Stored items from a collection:
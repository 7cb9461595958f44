//! Step descriptors. The dialogue is this table walked by index; nothing
//! about the order lives in code.

use serde::{Deserialize, Serialize};
use strum::{AsRefStr, Display};

use crate::{cross_check::CrossCheck, validate::Validator};

/// Name of a dialogue step.
#[derive(
  Debug, Clone, Copy, PartialEq, Eq, Hash, Serialize, Deserialize, Display, AsRefStr,
)]
#[serde(rename_all = "snake_case")]
#[strum(serialize_all = "snake_case")]
pub enum Step {
  CrimeType,
  FullName,
  IdNumber,
  Age,
  BirthDate,
  Address,
  Profession,
  PhoneNumber,
  IncidentDescription,
  Confirm,
}

/// What a step does with the text it receives.
#[derive(Debug, Clone, Copy, PartialEq, Eq)]
pub enum StepInput {
  /// Validate and record a value, optionally cross-checked against an
  /// earlier answer.
  Field {
    validator:   Validator,
    cross_check: Option<CrossCheck>,
  },
  /// Yes/no gate that ends the dialogue.
  Confirmation,
}

#[derive(Debug, Clone, Copy, PartialEq, Eq)]
pub struct StepSpec {
  pub step:   Step,
  pub input:  StepInput,
  /// Shown when the dialogue arrives at this step.
  pub prompt: &'static str,
  /// Short name used in the confirmation summary.
  pub label:  &'static str,
}

const fn field(
  step: Step,
  validator: Validator,
  label: &'static str,
  prompt: &'static str,
) -> StepSpec {
  StepSpec {
    step,
    input: StepInput::Field { validator, cross_check: None },
    prompt,
    label,
  }
}

/// Bounds for the age step.
pub const AGE_RANGE: (i64, i64) = (1, 99);

/// The reporting dialogue, in order.
pub const STANDARD_STEPS: &[StepSpec] = &[
  field(
    Step::CrimeType,
    Validator::CrimeChoice,
    "Type",
    "Welcome to the cybercrime victim assistance service. I will help you \
     register your case safely.\n\nWhat kind of crime do you want to report? \
     (Phishing, WhatsApp hack, email hack, extortion, or other)",
  ),
  field(
    Step::FullName,
    Validator::FreeText,
    "Name",
    "Understood. Let's start with your personal details.\n\nPlease enter your \
     full name:",
  ),
  field(
    Step::IdNumber,
    Validator::FreeText,
    "ID number",
    "Thank you. Now enter your national ID or identification number:",
  ),
  field(
    Step::Age,
    Validator::IntegerInRange { min: AGE_RANGE.0, max: AGE_RANGE.1 },
    "Age",
    "How old are you? (numbers only)",
  ),
  StepSpec {
    step:   Step::BirthDate,
    input:  StepInput::Field {
      validator:   Validator::DateInFormat,
      cross_check: Some(CrossCheck::AgeMatchesBirthDate),
    },
    prompt: "What is your date of birth? (DD/MM/YYYY)",
    label:  "Birth date",
  },
  field(
    Step::Address,
    Validator::FreeText,
    "Address",
    "What is your home address?",
  ),
  field(
    Step::Profession,
    Validator::FreeText,
    "Profession",
    "What is your profession or occupation?",
  ),
  field(
    Step::PhoneNumber,
    Validator::FreeText,
    "Phone",
    "What phone number can an advisor reach you on?",
  ),
  field(
    Step::IncidentDescription,
    Validator::FreeText,
    "Description",
    "Finally, describe what happened in as much detail as you can:",
  ),
  StepSpec {
    step:   Step::Confirm,
    input:  StepInput::Confirmation,
    prompt: "Reply \"si\" to submit your report, or anything else to cancel it.",
    label:  "Confirm",
  },
];
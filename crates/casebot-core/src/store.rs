//! The `CaseRepository` trait: the persistence operations the intake engine
//! and the operator surface need.
//!
//! The trait is implemented by storage backends (e.g.
//! `casebot-store-sqlite`). Higher layers depend on this abstraction, not on
//! any concrete backend.

use std::future::Future;

use chrono::{DateTime, Utc};
use uuid::Uuid;

use crate::{
  case_number::CaseNumber,
  model::{
    Case, CaseStatus, Identity, IntakeCommit, Message, NewCase, NewMessage, ReportedNumber, User,
    UserProfile,
  },
};

/// Classification a backend error must expose to case commit.
pub trait RepositoryError: std::error::Error + Send + Sync + 'static {
  /// `true` when an insert was refused only because the case number is
  /// already taken. Case commit regenerates the number and retries.
  fn is_duplicate_case_number(&self) -> bool;
}

/// Abstraction over a case store backend.
///
/// Users are keyed by identity, never by name. Messages are append-only.
/// Every timestamp a backend stores is passed in by the caller.
/// All methods return `Send` futures so the trait can be used in
/// multi-threaded async runtimes (e.g. tokio with `axum`).
pub trait CaseRepository: Send + Sync {
  type Error: RepositoryError;

  // ── Users ─────────────────────────────────────────────────────────────

  fn find_user_by_identity<'a>(
    &'a self,
    identity: &'a str,
  ) -> impl Future<Output = Result<Option<User>, Self::Error>> + Send + 'a;

  fn get_user(
    &self,
    user_id: Uuid,
  ) -> impl Future<Output = Result<Option<User>, Self::Error>> + Send + '_;

  /// Create the user for `identity`, or overwrite the personal fields of the
  /// existing one and set its `updated_at` to `at`. The user id never
  /// changes.
  fn upsert_user<'a>(
    &'a self,
    identity: &'a Identity,
    profile: UserProfile,
    at: DateTime<Utc>,
  ) -> impl Future<Output = Result<User, Self::Error>> + Send + 'a;

  // ── Cases ─────────────────────────────────────────────────────────────

  /// Insert a case with status [`CaseStatus::New`]. Fails with an error for
  /// which [`RepositoryError::is_duplicate_case_number`] holds if the number
  /// is taken.
  fn create_case(
    &self,
    input: NewCase,
  ) -> impl Future<Output = Result<Case, Self::Error>> + Send + '_;

  /// [`upsert_user`](Self::upsert_user) then [`create_case`](Self::create_case)
  /// as one transaction. If the case insert fails, the user row is left as it
  /// was before the call, including on a duplicate case number.
  fn commit_intake(
    &self,
    input: IntakeCommit,
  ) -> impl Future<Output = Result<(User, Case), Self::Error>> + Send + '_;

  /// The most recently created case of `user_id` whose status is not
  /// [`CaseStatus::Closed`].
  fn find_open_case_for_user(
    &self,
    user_id: Uuid,
  ) -> impl Future<Output = Result<Option<Case>, Self::Error>> + Send + '_;

  fn find_case_by_number<'a>(
    &'a self,
    case_number: &'a CaseNumber,
  ) -> impl Future<Output = Result<Option<Case>, Self::Error>> + Send + 'a;

  /// Returns `None` if the case does not exist.
  fn update_case_status(
    &self,
    case_id: Uuid,
    status: CaseStatus,
    at: DateTime<Utc>,
  ) -> impl Future<Output = Result<Option<Case>, Self::Error>> + Send + '_;

  // ── Messages ──────────────────────────────────────────────────────────

  fn append_message(
    &self,
    input: NewMessage,
  ) -> impl Future<Output = Result<Message, Self::Error>> + Send + '_;

  /// The thread of `case_id` in creation order.
  fn list_messages(
    &self,
    case_id: Uuid,
  ) -> impl Future<Output = Result<Vec<Message>, Self::Error>> + Send + '_;

  // ── Reported numbers ──────────────────────────────────────────────────

  /// `None` if `number` was never reported.
  fn find_reported_number<'a>(
    &'a self,
    number: &'a str,
  ) -> impl Future<Output = Result<Option<ReportedNumber>, Self::Error>> + Send + 'a;

  /// Add one report for `number`, creating its row on the first.
  fn record_reported_number<'a>(
    &'a self,
    number: &'a str,
    at: DateTime<Utc>,
  ) -> impl Future<Output = Result<ReportedNumber, Self::Error>> + Send + 'a;
}
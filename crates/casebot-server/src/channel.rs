//! Inbound channel webhook.
//!
//! | Method | Path | Notes |
//! |--------|------|-------|
//! | `POST` | `/channel/messages` | Body: `{"identity":"..","handle":"..","text":".."}` |
//!
//! The channel adapter posts every message a participant sends. Replies go
//! out through the configured notifier; the response body only reports what
//! the router did with the message.

use axum::{Json, extract::State};
use casebot_core::{
  intake::Outcome,
  model::Identity,
  notify::Notifier,
  store::CaseRepository,
};
use serde::Deserialize;

use crate::{AppState, error::ApiError};

#[derive(Debug, Deserialize)]
pub struct InboundMessage {
  pub identity: String,
  #[serde(default)]
  pub handle:   Option<String>,
  pub text:     String,
}

/// `POST /channel/messages`
pub async fn receive<R, N>(
  State(state): State<AppState<R, N>>,
  Json(body): Json<InboundMessage>,
) -> Result<Json<Outcome>, ApiError>
where
  R: CaseRepository + 'static,
  N: Notifier + 'static,
{
  if body.identity.trim().is_empty() {
    return Err(ApiError::BadRequest("identity must not be empty".into()));
  }

  let identity = Identity { external_id: body.identity, handle: body.handle };
  let outcome = state.intake.handle(&identity, &body.text).await;
  Ok(Json(outcome))
}
//! Consistency checks between two already-validated answers.
//!
//! Only one pairing exists: the stated age against the age implied by the
//! birth date. It runs when the birth date arrives; the age answer is never
//! revisited afterwards.

use chrono::{Datelike, NaiveDate};
use thiserror::Error;

use crate::{conversation::ConversationState, step::Step, validate::Answer};

/// Largest accepted gap, in years, between stated and computed age.
pub const AGE_TOLERANCE: i64 = 1;

#[derive(Debug, Clone, Copy, PartialEq, Eq)]
pub enum CrossCheck {
  /// The candidate birth date must agree with the recorded [`Step::Age`].
  AgeMatchesBirthDate,
}

#[derive(Debug, Clone, PartialEq, Eq, Error)]
#[error(
  "you said you are {stated_age}, but that birth date means you are \
   {computed_age}; please send your birth date again as DD/MM/YYYY"
)]
pub struct CrossCheckError {
  pub stated_age:   i64,
  pub computed_age: i64,
}

impl CrossCheck {
  /// Check `candidate` against what `state` already holds. A missing or
  /// differently-typed counterpart is treated as nothing to contradict.
  pub fn check(
    &self,
    state: &ConversationState,
    candidate: &Answer,
    today: NaiveDate,
  ) -> Result<(), CrossCheckError> {
    match self {
      Self::AgeMatchesBirthDate => {
        let stated = state.answer(Step::Age).and_then(Answer::as_integer);
        match (stated, candidate.as_date()) {
          (Some(stated), Some(birth)) => check_age(stated, birth, today),
          _ => Ok(()),
        }
      }
    }
  }
}

/// Completed years between `birth` and `today`.
pub fn age_on(birth: NaiveDate, today: NaiveDate) -> i64 {
  let mut years = i64::from(today.year() - birth.year());
  if (today.month(), today.day()) < (birth.month(), birth.day()) {
    years -= 1;
  }
  years
}

pub fn check_age(
  stated_age: i64,
  birth: NaiveDate,
  today: NaiveDate,
) -> Result<(), CrossCheckError> {
  let computed_age = age_on(birth, today);
  if (computed_age - stated_age).abs() <= AGE_TOLERANCE {
    Ok(())
  } else {
    Err(CrossCheckError { stated_age, computed_age })
  }
}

About this task —
Report each line in the preceding entries that holds the string "when".

The completed task —
  /// Shown when the dialogue arrives at this step.
  /// `true` when an insert was refused only because the case number is
//! birth date. It runs when the birth date arrives; the age answer is never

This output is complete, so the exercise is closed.